Colonel Varin sent word that several senior staff at the Ministry of War believed Emil was overstepping. That his designs represented a threat to traditional command structures. That he was making "a cult of machinery."
Even some of his own staff whispered. Bruno, recovering with a shattered leg, had muttered to Henriette:
"We build iron beasts, and one day we'll need them to fight each other."
Word reached Emil.
He didn't argue. He simply kept building.
A New Directive
A week later, a military courier arrived with a formal document signed by the President of the Republic himself.
"In recognition of demonstrated strategic innovation and battlefield effectiveness, Émile Dufort is hereby appointed Special Armored Advisor to the Ministry of War, with clearance to operate independently of standard command hierarchy, under joint review."
It was a promotion.
And a leash.
Henriette read the fine print first.
"They're giving you control—but watching everything you do."
"I've been watched since Bruges," Emil said. "This just makes it official."
He posted the notice in the factory main hall anyway.
The workers cheered.
Sabotage Revisited
Success bred jealousy. And jealousy bred knives.
Late one night, one of the casting sheds caught fire. A barrel of chemical coolant had been tampered with—replaced with kerosene. The blaze tore through a quarter of the foundry line before fire teams put it out. Two apprentices were hospitalized. One died.
Emil arrived at the scene barefoot, dragging a hose with one hand and barking orders.
The next morning, Roland handed him a charred uniform scrap with a familiar insignia.
"A plant," Roland said. "From the Ministry. Likely military intelligence. Someone on the inside doesn't want you building any more monsters."
"Then we double our output," Emil said.
The Ministry's Visit
Ten days later, a delegation arrived from Paris—civilian ministers, military brass, and a representative from Renault. They asked polite questions. They smiled for photographs. They nodded at Emil's demonstrations.
But behind their eyes, Emil saw it.
Fear.
Not of the Germans.
Of him.
📦 Secrets in TransitAt Henriette's urging, Emil began organizing encrypted delivery routes. Each tank shipped to the front now traveled under escort, with false crates, diversionary stops, and armed engineers. Even fuel reserves were guarded.

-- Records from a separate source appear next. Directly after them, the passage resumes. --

//! Structure store access.
//!
//! A store is a directory with one entry file per molecule. The entry's file
//! stem is the molecule id, and entries are visited in file-name order, which
//! fixes the molecule index of every record. Raw labels are converted to
//! kcal/mol and Å as they are loaded.
//!
//! # Layouts
//!
//! - [`SourceMode::Generic`]: `<id>.json` entries (see [`write_entry`]).
//! - [`SourceMode::Sdf`]: `<id>.sdf` multi-conformer V2000 files.
//!
//! Any unreadable directory or malformed entry is an [`Error`]; callers treat
//! it as fatal for the whole run.

pub mod error;
mod json;
mod sdf;
mod units;

pub use error::Error;
pub use units::{EnergyUnit, LengthUnit, ParseUnitError, Units};

use crate::model::molecule::Molecule;
use std::fmt;
use std::fs::{self, File};
use std::io::{BufReader, BufWriter, Write};
use std::path::{Path, PathBuf};
use std::str::FromStr;

/// On-disk layout of store entries.
#[derive(Debug, Clone, Copy, PartialEq, Eq, Hash, Default)]
pub enum SourceMode {
    #[default]
    Generic,
    Sdf,
}

impl SourceMode {
    pub fn extension(&self) -> &'static str {
        match self {
            SourceMode::Generic => "json",
            SourceMode::Sdf => "sdf",
        }
    }
}

impl fmt::Display for SourceMode {
    fn fmt(&self, f: &mut fmt::Formatter<'_>) -> fmt::Result {
        f.write_str(match self {
            SourceMode::Generic => "generic",
            SourceMode::Sdf => "sdf",
        })
    }
}

impl FromStr for SourceMode {
    type Err = String;

    fn from_str(s: &str) -> Result<Self, Self::Err> {
        match s.to_ascii_lowercase().as_str() {
            "generic" | "json" => Ok(SourceMode::Generic),
            "sdf" | "sd" => Ok(SourceMode::Sdf),
            _ => Err(format!("unknown source mode '{s}'")),
        }
    }
}

#[derive(Debug, Clone, Copy, Default, PartialEq, Eq)]
pub struct StoreOptions {
    pub mode: SourceMode,
    pub units: Units,
}

/// A directory of molecule entries.
#[derive(Debug, Clone)]
pub struct StructureStore {
    root: PathBuf,
    options: StoreOptions,
    entries: Vec<PathBuf>,
}

impl StructureStore {
    /// Lists the entries under `root` matching the layout's extension.
    pub fn open(root: impl Into<PathBuf>, options: StoreOptions) -> Result<Self, Error> {
        let root = root.into();
        let extension = options.mode.extension();

        let mut entries = Vec::new();
        for entry in fs::read_dir(&root).map_err(|e| Error::io(&root, e))? {
            let path = entry.map_err(|e| Error::io(&root, e))?.path();
            let matches = path.is_file()
                && path
                    .extension()
                    .is_some_and(|ext| ext.eq_ignore_ascii_case(extension));
            if matches {
                entries.push(path);
            }
        }
        entries.sort();

        log::debug!(
            "opened {} store at {} with {} entries",
            options.mode,
            root.display(),
            entries.len()
        );
        Ok(Self {
            root,
            options,
            entries,
        })
    }

    pub fn root(&self) -> &Path {
        &self.root
    }

    pub fn options(&self) -> StoreOptions {
        self.options
    }

    pub fn len(&self) -> usize {
        self.entries.len()
    }

    pub fn is_empty(&self) -> bool {
        self.entries.is_empty()
    }

    /// Molecule ids in iteration order.
    pub fn ids(&self) -> Vec<String> {
        self.entries.iter().map(|p| entry_id(p)).collect()
    }

    /// Loads the molecule at `index` in iteration order.
    pub fn load(&self, index: usize) -> Result<Molecule, Error> {
        let path = self.entries.get(index).ok_or_else(|| {
            Error::invalid(&self.root, format!("no entry at index {index}"))
        })?;
        read_entry(path, self.options)
    }

    pub fn iter(&self) -> impl Iterator<Item = Result<Molecule, Error>> + '_ {
        self.entries.iter().map(|p| read_entry(p, self.options))
    }

    /// Loads every entry, failing on the first malformed one.
    pub fn load_all(&self) -> Result<Vec<Molecule>, Error> {
        self.iter().collect()
    }
}

fn entry_id(path: &Path) -> String {
    path.file_stem()
        .map(|s| s.to_string_lossy().into_owned())
        .unwrap_or_default()
}

/// Reads a single entry file; the id is the file stem.
pub fn read_entry(path: &Path, options: StoreOptions) -> Result<Molecule, Error> {
    let file = File::open(path).map_err(|e| Error::io(path, e))?;
    let reader = BufReader::new(file);
    let id = entry_id(path);
    match options.mode {
        SourceMode::Generic => json::read(reader, path, &id, options.units),
        SourceMode::Sdf => sdf::read(reader, path, &id, options.units),
    }
}

/// Writes `molecule` as `<dir>/<id>.json` in the generic layout.
///
/// Labels are written as held, i.e. in kcal/mol and Å.
pub fn write_entry(dir: &Path, molecule: &Molecule) -> Result<PathBuf, Error> {
    fs::create_dir_all(dir).map_err(|e| Error::io(dir, e))?;
    let path = dir.join(format!("{}.json", molecule.id));
    let file = File::create(&path).map_err(|e| Error::io(&path, e))?;
    let mut writer = BufWriter::new(file);
    json::write(&mut writer, molecule).map_err(|source| Error::Json {
        path: path.clone(),
        source,
    })?;
    writer.flush().map_err(|e| Error::io(&path, e))?;
    Ok(path)
}
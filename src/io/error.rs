use std::path::{Path, PathBuf};
use thiserror::Error;

/// Structure store failures. Every one of them aborts a run.
#[derive(Debug, Error)]
pub enum Error {
    #[error("I/O operation on '{}' failed: {source}", .path.display())]
    Io {
        path: PathBuf,
        source: std::io::Error,
    },

    #[error("failed to parse '{}': {details} (at line ~{line})", .path.display())]
    Parse {
        path: PathBuf,
        line: usize,
        details: String,
    },

    #[error("malformed JSON entry '{}': {source}", .path.display())]
    Json {
        path: PathBuf,
        source: serde_json::Error,
    },

    #[error("invalid entry '{}': {details}", .path.display())]
    Invalid { path: PathBuf, details: String },
}

impl Error {
    pub fn io(path: &Path, source: std::io::Error) -> Self {
        Self::Io {
            path: path.to_path_buf(),
            source,
        }
    }

    pub fn parse(path: &Path, line: usize, details: impl Into<String>) -> Self {
        Self::Parse {
            path: path.to_path_buf(),
            line,
            details: details.into(),
        }
    }

    pub fn invalid(path: &Path, details: impl Into<String>) -> Self {
        Self::Invalid {
            path: path.to_path_buf(),
            details: details.into(),
        }
    }
}
//! Dataset assembly.
//!
//! A [`DatasetAssembler`] is the single accumulation point shared by all
//! workers of a run. Records are keyed by molecule and conformation index,
//! so the finalized dataset lists molecules in store order and each
//! molecule's conformations in source order, whatever order workers
//! finished in. [`DatasetAssembler::finalize`] seals the assembler exactly
//! once.

mod persist;
mod stats;

pub use persist::{
    DatasetWriter, MANIFEST_FILE, Manifest, RECORDS_FILE, SUMMARY_FILE, read_manifest,
    read_records, render_report,
};
pub use stats::{DatasetSummary, ValueRange};

use crate::model::graph::GraphRecord;
use crate::model::report::MoleculeReport;
use serde::{Deserialize, Serialize};
use std::collections::BTreeMap;
use std::fmt::Write as _;
use std::path::{Path, PathBuf};
use std::sync::{Mutex, MutexGuard};
use thiserror::Error;

/// Errors that can occur while assembling or persisting a dataset.
#[derive(Debug, Error)]
pub enum Error {
    #[error("dataset has already been finalized")]
    AlreadyFinalized,

    #[error("dataset assembler state is poisoned by a panicked worker")]
    LockPoisoned,

    #[error("duplicate record for molecule {molecule_index}, conformation {conformation_index}")]
    DuplicateRecord {
        molecule_index: usize,
        conformation_index: usize,
    },

    #[error("dataset '{}' already exists (use overwrite to replace it)", .0.display())]
    Exists(PathBuf),

    #[error("dataset target '{}' has no directory name", .0.display())]
    InvalidTarget(PathBuf),

    #[error("dataset '{}' was never finalized", .0.display())]
    NotFinalized(PathBuf),

    #[error("I/O error on '{}': {source}", .path.display())]
    Io {
        path: PathBuf,
        source: std::io::Error,
    },

    #[error("failed to (de)serialize dataset content: {0}")]
    Serialization(#[from] serde_json::Error),
}

impl Error {
    pub(crate) fn io(path: &Path, source: std::io::Error) -> Self {
        Self::Io {
            path: path.to_path_buf(),
            source,
        }
    }
}

/// Settings a dataset was produced with, stored in its manifest.
#[derive(Debug, Clone, PartialEq, Serialize, Deserialize)]
pub struct RunMetadata {
    pub name: String,
    pub generator: String,
    pub source: Option<String>,
    pub max_energy: Option<f64>,
    pub max_force: Option<f64>,
    pub duplicate_tolerance: Option<f64>,
    /// `"minimum"` or `"conformation <index>"`.
    pub energy_reference: String,
    pub nonbonded_cutoff: Option<f64>,
    pub charge_method: String,
    pub energy_unit: String,
    pub length_unit: String,
}

impl RunMetadata {
    pub fn new(name: impl Into<String>) -> Self {
        Self {
            name: name.into(),
            generator: format!("{} {}", env!("CARGO_PKG_NAME"), env!("CARGO_PKG_VERSION")),
            source: None,
            max_energy: None,
            max_force: None,
            duplicate_tolerance: None,
            energy_reference: "minimum".to_string(),
            nonbonded_cutoff: None,
            charge_method: "none".to_string(),
            energy_unit: "kcal/mol".to_string(),
            length_unit: "angstrom".to_string(),
        }
    }

    /// Threshold lines for the human-readable report.
    pub fn describe(&self) -> String {
        let show = |v: Option<f64>| v.map_or_else(|| "off".to_string(), |v| v.to_string());
        let mut out = String::from("Settings\n");
        if let Some(source) = &self.source {
            let _ = writeln!(out, "  source: {source}");
        }
        let _ = writeln!(
            out,
            "  max energy ({}): {}",
            self.energy_unit,
            show(self.max_energy)
        );
        let _ = writeln!(
            out,
            "  max force ({}/{}): {}",
            self.energy_unit,
            self.length_unit,
            show(self.max_force)
        );
        let _ = writeln!(
            out,
            "  duplicate tolerance ({}): {}",
            self.length_unit,
            show(self.duplicate_tolerance)
        );
        let _ = writeln!(out, "  energy reference: {}", self.energy_reference);
        let _ = writeln!(
            out,
            "  non-bonded cutoff ({}): {}",
            self.length_unit,
            show(self.nonbonded_cutoff)
        );
        let _ = writeln!(out, "  charges: {}", self.charge_method);
        out
    }
}

/// A sealed dataset; read-only once returned by [`DatasetAssembler::finalize`].
#[derive(Debug, Clone)]
pub struct Dataset {
    metadata: RunMetadata,
    summary: DatasetSummary,
    records: Vec<GraphRecord>,
    location: Option<PathBuf>,
}

impl Dataset {
    pub fn metadata(&self) -> &RunMetadata {
        &self.metadata
    }

    pub fn summary(&self) -> &DatasetSummary {
        &self.summary
    }

    pub fn records(&self) -> &[GraphRecord] {
        &self.records
    }

    /// Directory the dataset was persisted to, if a writer was attached.
    pub fn location(&self) -> Option<&Path> {
        self.location.as_deref()
    }

    pub fn into_records(self) -> Vec<GraphRecord> {
        self.records
    }
}

#[derive(Debug, Default)]
struct State {
    records: BTreeMap<(usize, usize), GraphRecord>,
    reports: BTreeMap<usize, MoleculeReport>,
    finalized: bool,
}

/// Thread-safe accumulator for graph records and per-molecule reports.
#[derive(Debug)]
pub struct DatasetAssembler {
    metadata: RunMetadata,
    writer: Option<DatasetWriter>,
    state: Mutex<State>,
}

impl DatasetAssembler {
    pub fn new(metadata: RunMetadata) -> Self {
        Self {
            metadata,
            writer: None,
            state: Mutex::new(State::default()),
        }
    }

    /// Persists the dataset through `writer` on finalize.
    pub fn with_writer(mut self, writer: DatasetWriter) -> Self {
        self.writer = Some(writer);
        self
    }

    fn lock(&self) -> Result<MutexGuard<'_, State>, Error> {
        self.state.lock().map_err(|_| Error::LockPoisoned)
    }

    /// Adds one accepted record.
    pub fn add(&self, record: GraphRecord) -> Result<(), Error> {
        let mut state = self.lock()?;
        if state.finalized {
            return Err(Error::AlreadyFinalized);
        }
        let key = (
            record.provenance.molecule_index,
            record.provenance.conformation_index,
        );
        if state.records.contains_key(&key) {
            return Err(Error::DuplicateRecord {
                molecule_index: key.0,
                conformation_index: key.1,
            });
        }
        state.records.insert(key, record);
        Ok(())
    }

    /// Records the outcome of one molecule; a later report for the same
    /// molecule index replaces the earlier one.
    pub fn record_molecule(&self, report: MoleculeReport) -> Result<(), Error> {
        let mut state = self.lock()?;
        if state.finalized {
            return Err(Error::AlreadyFinalized);
        }
        state.reports.insert(report.molecule_index, report);
        Ok(())
    }

    pub fn record_count(&self) -> Result<usize, Error> {
        Ok(self.lock()?.records.len())
    }

    pub fn is_finalized(&self) -> Result<bool, Error> {
        Ok(self.lock()?.finalized)
    }

    /// Seals the assembler, computes the summary and persists the dataset.
    ///
    /// A failed write leaves the assembler open, so nothing claims to be
    /// finalized.
    ///
    /// # Errors
    ///
    /// [`Error::AlreadyFinalized`] on every call after the first successful
    /// one; persistence errors from the attached writer.
    pub fn finalize(&self) -> Result<Dataset, Error> {
        let mut state = self.lock()?;
        if state.finalized {
            return Err(Error::AlreadyFinalized);
        }

        let records: Vec<GraphRecord> = state.records.values().cloned().collect();
        let reports: Vec<MoleculeReport> = state.reports.values().cloned().collect();
        let summary = DatasetSummary::from_parts(reports, &records);

        let location = match &self.writer {
            Some(writer) => Some(writer.write(&self.metadata, &summary, &records)?),
            None => None,
        };

        state.finalized = true;
        state.records.clear();
        log::info!(
            "finalized dataset '{}' with {} records from {} molecules",
            self.metadata.name,
            records.len(),
            summary.molecules_processed
        );

        Ok(Dataset {
            metadata: self.metadata.clone(),
            summary,
            records,
            location,
        })
    }
}
/// One coordinate snapshot of a molecule with its reference labels.
///
/// Positions are in Ångströms, the energy in kcal/mol and forces in
/// kcal/mol/Å once loaded from the store.
#[derive(Debug, Clone, PartialEq)]
pub struct Conformation {
    pub positions: Vec<[f64; 3]>,
    pub energy: f64,
    pub forces: Vec<[f64; 3]>,
}

impl Conformation {
    pub fn new(positions: Vec<[f64; 3]>, energy: f64, forces: Vec<[f64; 3]>) -> Self {
        Self {
            positions,
            energy,
            forces,
        }
    }

    /// Builds a conformation from a gradient label (`gradient = -force`).
    pub fn from_gradient(positions: Vec<[f64; 3]>, energy: f64, gradients: &[[f64; 3]]) -> Self {
        let forces = gradients.iter().map(|g| [-g[0], -g[1], -g[2]]).collect();
        Self::new(positions, energy, forces)
    }

    #[inline]
    pub fn atom_count(&self) -> usize {
        self.positions.len()
    }

    /// Largest per-atom force magnitude, or `0.0` for an atom-less snapshot.
    pub fn max_force_magnitude(&self) -> f64 {
        self.forces.iter().map(norm).fold(0.0, f64::max)
    }
}

#[inline]
pub(crate) fn norm(v: &[f64; 3]) -> f64 {
    (v[0] * v[0] + v[1] * v[1] + v[2] * v[2]).sqrt()
}

#[inline]
pub(crate) fn distance(a: &[f64; 3], b: &[f64; 3]) -> f64 {
    norm(&[a[0] - b[0], a[1] - b[1], a[2] - b[2]])
}
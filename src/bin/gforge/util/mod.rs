pub mod convert;
pub mod text;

The Sanglier Mk IV rolled out with a redesigned front hull, two rotating 37mm guns, and a multi-layered armor plate based on naval cladding. It was heavier. Slower. But nearly invulnerable to small arms.
And it roared like a dragon.
Marianne nicknamed it La Gargouille—The Gargoyle.
Its first trial came not in Belgium—but in Lorraine.
Where rumors whispered the Germans had their own beast.